Ensuite, lever les blocages. La peur d'abandonner, la comparaison permanente aux autres, la petite voix qui répète « tu n'es pas un vrai traileur ». Ces schémas ne se règlent pas par la volonté, mais en les regardant en face et en les désamorçant un par un. Dans mon expérience, ce qui plombe une course, ce n'est presque jamais les jambes, c'est une croyance qu'on traîne depuis longtemps.
Enfin, construire une identité de coureur solide. Un traileur qui se dit « je suis quelqu'un qui finit ce qu'il commence » tient différemment de celui qui espère juste que ça passe. On ne change pas de mental le jour J : on l'a construit, pierre après pierre, sur les mois de préparation. C'est exactement ce que je fais avec les dirigeants que j'accompagne, et c'est ce qui rend la démarche transposable d'un terrain à l'autre.
Ce que font les grands traileurs (analyses publiques)
Les meilleurs appliquent ces principes, souvent de façon très consciente. Les observations ci-dessous s'appuient uniquement sur des informations publiques (interviews, documentaires, articles de presse), et ne reflètent aucun suivi ni collaboration de ma part.
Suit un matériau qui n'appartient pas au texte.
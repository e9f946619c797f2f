// Rust guideline compliant 2026-02-06

//! Integration tests for the pre-commit pipeline with canned collaborators.

use partial_flake8_core::{ChangeSet, Error, LintFinding, Result};
use partial_flake8_hooks::{DiffSource, HookOutcome, LintSource, PreCommitHook};
use std::collections::HashMap;
use std::path::{Path, PathBuf};
use tempfile::TempDir;
use termcolor::NoColor;

#[derive(Default)]
struct CannedDiff(HashMap<PathBuf, ChangeSet>);

impl DiffSource for CannedDiff {
    fn changed_lines(&self, file: &Path) -> Result<ChangeSet> {
        Ok(self.0.get(file).cloned().unwrap_or_default())
    }
}

#[derive(Default)]
struct CannedLint(HashMap<PathBuf, Vec<LintFinding>>);

impl LintSource for CannedLint {
    fn findings(&self, file: &Path) -> Result<Vec<LintFinding>> {
        Ok(self.0.get(file).cloned().unwrap_or_default())
    }
}

struct BrokenLint;

impl LintSource for BrokenLint {
    fn findings(&self, _file: &Path) -> Result<Vec<LintFinding>> {
        Err(Error::linter("flake8: command not found"))
    }
}

fn finding(line: u32, code: &str) -> LintFinding {
    LintFinding::new(line, 1, code, "message")
}

fn touch(dir: &Path, rel: &str) -> PathBuf {
    let path = dir.join(rel);
    std::fs::create_dir_all(path.parent().expect("file has a parent")).expect("Failed to create dirs");
    std::fs::write(&path, "x = 1\n").expect("Failed to write file");
    path
}

fn run<D: DiffSource, L: LintSource>(
    hook: &PreCommitHook<D, L>,
    paths: &[&str],
) -> (HookOutcome, String) {
    let paths: Vec<PathBuf> = paths.iter().map(PathBuf::from).collect();
    let mut out = NoColor::new(Vec::new());
    let outcome = hook.run(&paths, &mut out).expect("Hook run failed");
    let text = String::from_utf8(out.into_inner()).expect("Report is UTF-8");
    (outcome, text)
}

#[test]
fn test_untouched_cosmetic_dropped_correctness_kept() {
    let temp_dir = TempDir::new().expect("Failed to create temp dir");
    let file = touch(temp_dir.path(), "a.py");

    let mut diff = CannedDiff::default();
    diff.0.insert(file.clone(), [5, 6].into_iter().collect());
    let mut lint = CannedLint::default();
    lint.0
        .insert(file.clone(), vec![finding(10, "E501"), finding(20, "F821")]);

    let hook = PreCommitHook::new(diff, lint, temp_dir.path());
    let (outcome, text) = run(&hook, &["a.py"]);

    assert_eq!(outcome.verdicts.len(), 1);
    assert_eq!(outcome.verdicts[0].findings, vec![finding(20, "F821")]);
    assert_eq!(outcome.exit_code(), HookOutcome::FAILURE);
    assert!(text.contains("[F821]"));
    assert!(!text.contains("[E501]"));
}

#[test]
fn test_touched_cosmetic_kept() {
    let temp_dir = TempDir::new().expect("Failed to create temp dir");
    let file = touch(temp_dir.path(), "b.py");

    let mut diff = CannedDiff::default();
    diff.0.insert(file.clone(), [10].into_iter().collect());
    let mut lint = CannedLint::default();
    lint.0.insert(file.clone(), vec![finding(10, "E501")]);

    let hook = PreCommitHook::new(diff, lint, temp_dir.path());
    let (outcome, _) = run(&hook, &["b.py"]);

    assert_eq!(outcome.verdicts[0].findings, vec![finding(10, "E501")]);
    assert!(outcome.is_blocking());
}

#[test]
fn test_no_eligible_files_succeeds_without_banners() {
    let temp_dir = TempDir::new().expect("Failed to create temp dir");
    touch(temp_dir.path(), "README.md");
    touch(temp_dir.path(), "app/migrations/0001_initial.py");
    touch(temp_dir.path(), "project/settings.py");
    touch(temp_dir.path(), "project/urls.py");

    let hook = PreCommitHook::new(CannedDiff::default(), BrokenLint, temp_dir.path());
    let (outcome, text) = run(
        &hook,
        &[
            "README.md",
            "app/migrations/0001_initial.py",
            "project/settings.py",
            "project/urls.py",
            "missing.py",
        ],
    );

    assert_eq!(outcome.exit_code(), HookOutcome::SUCCESS);
    assert!(outcome.verdicts.is_empty());
    assert!(text.contains("No files found that are worth checking"));
    assert!(!text.contains("*****"));
}

#[test]
fn test_single_finding_summary() {
    let temp_dir = TempDir::new().expect("Failed to create temp dir");
    let file = touch(temp_dir.path(), "app/views.py");

    let mut lint = CannedLint::default();
    lint.0.insert(file.clone(), vec![finding(3, "F401")]);

    let hook = PreCommitHook::new(CannedDiff::default(), lint, temp_dir.path());
    let (outcome, text) = run(&hook, &["app/views.py"]);

    assert_eq!(outcome.exit_code(), HookOutcome::FAILURE);
    assert_eq!(outcome.total_findings, 1);
    assert_eq!(outcome.files_with_findings, 1);
    assert!(text.contains("1 errors in 1 files"));
    assert!(text.contains("git commit --no-verify"));
}

#[test]
fn test_clean_files_print_no_banner() {
    let temp_dir = TempDir::new().expect("Failed to create temp dir");
    let clean = touch(temp_dir.path(), "clean.py");
    let dirty = touch(temp_dir.path(), "dirty.py");

    let mut lint = CannedLint::default();
    lint.0.insert(clean.clone(), vec![finding(1, "E302")]);
    lint.0.insert(dirty.clone(), vec![finding(2, "F811"), finding(4, "E999")]);

    let hook = PreCommitHook::new(CannedDiff::default(), lint, temp_dir.path());
    let (outcome, text) = run(&hook, &["clean.py", "dirty.py"]);

    assert_eq!(outcome.verdicts.len(), 2);
    assert!(!outcome.verdicts[0].is_blocking());
    assert_eq!(outcome.total_findings, 2);
    assert_eq!(outcome.files_with_findings, 1);
    assert!(!text.contains("clean.py"));
    assert!(text.contains(&format!("***** 2 ERRORS in {} *****", dirty.display())));
    assert!(text.contains("2 errors in 1 files"));
}

#[test]
fn test_all_clean_succeeds_silently() {
    let temp_dir = TempDir::new().expect("Failed to create temp dir");
    touch(temp_dir.path(), "ok.py");

    let hook = PreCommitHook::new(CannedDiff::default(), CannedLint::default(), temp_dir.path());
    let (outcome, text) = run(&hook, &["ok.py"]);

    assert_eq!(outcome.exit_code(), HookOutcome::SUCCESS);
    assert!(text.is_empty());
}

#[test]
fn test_absolute_paths_kept() {
    let temp_dir = TempDir::new().expect("Failed to create temp dir");
    let file = touch(temp_dir.path(), "abs.py");

    let hook = PreCommitHook::new(CannedDiff::default(), CannedLint::default(), "/nonexistent-root");
    let files = hook.relevant_files(&[file.clone()]);
    assert_eq!(files, vec![file]);
}

#[test]
fn test_linter_failure_aborts_run() {
    let temp_dir = TempDir::new().expect("Failed to create temp dir");
    touch(temp_dir.path(), "a.py");

    let hook = PreCommitHook::new(CannedDiff::default(), BrokenLint, temp_dir.path());
    let mut out = NoColor::new(Vec::new());
    let err = hook
        .run(&[PathBuf::from("a.py")], &mut out)
        .expect_err("Broken linter must abort the hook");
    assert!(err.is_collaborator_failure());
}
- Courtney Dauwalter a popularisé publiquement l'image de la « pain cave », cette pièce intérieure où elle va chercher dans l'effort et qu'elle apprend à agrandir course après course. C'est l'illustration parfaite du levier 2 : apprivoiser l'inconfort plutôt que le fuir.
- Kilian Jornet évoque régulièrement dans ses interviews un rapport apaisé à la montagne et à l'effort, une présence à l'instant plutôt qu'une obsession du résultat. Une forme d'ancrage au présent qui rejoint le levier 4.
- François D'Haene, plusieurs fois vainqueur de l'UTMB, a souvent décrit publiquement l'importance de la gestion de course et du découpage de l'effort sur les très longues distances. Le levier 1 à l'œuvre chez l'un des plus réguliers.
- Mathieu Blanchard, habitué du podium de l'UTMB, parle régulièrement en interview de la mentalisation de l'effort long et de la gestion de la solitude en autonomie. Un rappel que sur l'ultra, la stratégie mentale se prépare autant que la stratégie physique.
Questions fréquentes
Comment se préparer mentalement pour un premier ultra-trail ?
Construisez la confiance par étapes : enchaînez d'abord des trails plus courts pour accumuler des preuves que vous savez tenir dans l'inconfort. En parallèle, clarifiez votre « pourquoi » (il vous portera dans les moments durs), répétez le découpage de la distance sur vos sorties longues, et préparez deux ou trois phrases-clés pour les bas. Le jour J, ne visez pas les cent bornes : visez le prochain ravitaillement.
Comment gérer la solitude en ultra-trail ?
La solitude n'est pas à combattre, mais à habiter. Concentrez-vous sur des repères concrets (votre respiration, votre foulée, le sentier juste devant), parlez-vous à voix haute si besoin, et acceptez la solitude comme une partie du voyage plutôt qu'un problème à résoudre. Beaucoup de traileurs finissent par en faire une force : ces heures seul avec soi deviennent précieuses.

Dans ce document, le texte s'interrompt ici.